SQ Advisors will charge a 1 percent management fee and no performance fee, according to its SEC registration. Managers historically have taken 2 percent of assets and 20 percent of investment profits for running hedge funds.
“This business is not being run to maximize income,” Simpson said. “One of our prime thoughts was to try to help people.”
‘Stop the Music’
Simpson first came into contact with Buffett when Byrne, hired to rescue Chevy Chase, Maryland-based Geico from the brink of insolvency, began searching for a new chief investment officer. Byrne said he considered more than 60 candidates before narrowing the field to four. Because Berkshire was a large Geico shareholder, Byrne asked the four to meet with Buffett.
Buffett interviewed Simpson for several hours and then called Byrne and said, “Stop the music. That’s the fella,” Byrne said in an interview. When Buffett acquired the remaining two-thirds of Geico in 1996 for about $2.3 billion, he kept Simpson in place.

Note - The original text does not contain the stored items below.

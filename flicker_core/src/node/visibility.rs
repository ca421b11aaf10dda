// Copyright 2026 the Flicker Authors
// SPDX-License-Identifier: Apache-2.0 OR MIT

//! Per-query visibility derivation.
//!
//! Verdicts are computed on demand from a node's own fields and its ancestor
//! chain; nothing is written back into the snapshot.

use core::fmt;

use super::id::NodeIdx;
use super::record::RecordData;
use crate::snapshot::Snapshot;

/// Why a node draws nothing by itself.
#[derive(Clone, Copy, Debug, PartialEq, Eq, Hash)]
pub enum InvisibleReason {
    /// Neither a buffer nor a color fill.
    NoContent,
    /// The node is individually hidden.
    Hidden,
    /// Paint alpha is zero.
    Transparent,
    /// The visible region has no area.
    EmptyRegion,
    /// The window manager reports the window as not visible.
    WindowNotVisible,
}

impl InvisibleReason {
    /// Short label used in query reasons.
    #[must_use]
    pub const fn as_str(self) -> &'static str {
        match self {
            Self::NoContent => "has no content",
            Self::Hidden => "is hidden",
            Self::Transparent => "is fully transparent",
            Self::EmptyRegion => "has an empty visible region",
            Self::WindowNotVisible => "is not visible",
        }
    }
}

impl fmt::Display for InvisibleReason {
    fn fmt(&self, f: &mut fmt::Formatter<'_>) -> fmt::Result {
        f.write_str(self.as_str())
    }
}

/// Visibility verdict for a single node.
#[derive(Clone, Copy, Debug, PartialEq, Eq, Hash)]
pub enum Visibility {
    /// The node is on screen.
    Visible,
    /// The node would be visible, but `ancestor` is individually hidden.
    HiddenByParent {
        /// Nearest hidden ancestor.
        ancestor: NodeIdx,
    },
    /// The node itself draws nothing.
    Invisible(InvisibleReason),
}

impl Visibility {
    /// Returns `true` for [`Visibility::Visible`].
    #[inline]
    #[must_use]
    pub const fn is_visible(self) -> bool {
        matches!(self, Self::Visible)
    }
}

impl Snapshot {
    /// Derives the visibility verdict of `idx`.
    ///
    /// Layers need content, no hidden flag, alpha above zero (NaN counts as
    /// transparent), and a non-empty
    /// visible region; an otherwise visible layer under a hidden ancestor is
    /// reported as [`Visibility::HiddenByParent`]. Windows follow their own
    /// `visible` flag only.
    #[must_use]
    pub fn visibility(&self, idx: NodeIdx) -> Visibility {
        match &self.node(idx).record.data {
            RecordData::Window(w) => {
                if w.visible {
                    Visibility::Visible
                } else {
                    Visibility::Invisible(InvisibleReason::WindowNotVisible)
                }
            }
            RecordData::Layer(layer) => {
                if layer.hidden {
                    return Visibility::Invisible(InvisibleReason::Hidden);
                }
                if !layer.has_content() {
                    return Visibility::Invisible(InvisibleReason::NoContent);
                }
                if layer.alpha.is_nan() || layer.alpha <= 0.0 {
                    return Visibility::Invisible(InvisibleReason::Transparent);
                }
                if layer.visible_region.is_empty() {
                    return Visibility::Invisible(InvisibleReason::EmptyRegion);
                }
                match self.hidden_ancestor(idx) {
                    Some(ancestor) => Visibility::HiddenByParent { ancestor },
                    None => Visibility::Visible,
                }
            }
        }
    }

    /// Nearest ancestor of `idx` whose layer is individually hidden.
    #[must_use]
    pub fn hidden_ancestor(&self, idx: NodeIdx) -> Option<NodeIdx> {
        let mut cur = self.node(idx).parent;
        while let Some(p) = cur {
            let node = self.node(p);
            if node.record.as_layer().is_some_and(|l| l.hidden) {
                return Some(p);
            }
            cur = node.parent;
        }
        None
    }

    /// Returns `true` if `idx` is visible.
    #[inline]
    #[must_use]
    pub fn is_node_visible(&self, idx: NodeIdx) -> bool {
        self.visibility(idx).is_visible()
    }
}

Byrne said he and Simpson struck an agreement that allowed the new investment chief to put about 30 percent of Geico’s assets in stocks. At the time, Byrne said, most insurers limited stock holdings to about 10 percent of assets.
The two also agreed that Simpson would hold concentrated positions, investing as much as 60 percent of Geico’s stock portfolio in his three top picks, Byrne said. The strategy paid off with the breakup of AT&T Inc. in the early 1980s: Simpson invested about 40 percent of Geico’s capital in three of the regional Bell operating companies, or Baby Bells, formed through the breakup, a stake that doubled over two years and added $400 million to the insurer’s $1 billion net worth, Byrne said.
‘Very Big Hit’
“It was a very big hit on a very large amount of money,” said Byrne, who left Geico in 1985 to lead turnaround efforts at Fireman’s Fund Insurance, then a subsidiary of American Express Co.
Simpson went on to invest Geico’s capital in the stocks of small and mid-sized companies, taking stakes in businesses such as Nike Inc. and CarMax Inc. As of Sept. 30, Government Employees Insurance, Geico’s primary operating subsidiary, held about $4.1 billion of bonds, $2.5 billion or preferred stocks, and $3.6 billion of common stocks, according to a quarterly filing with state regulators.
“From my review of Lou’s returns, he was actually better than Warren” at picking stocks, said author Robert Miles, who interviewed Simpson in 2000 for his book “The Warren Buffett CEO,” published by John Wiley & Sons Inc. in 2003. “Lou invested outside the U.S. and he invested in technology and he invested in a lot of companies that were un-Buffettesque.”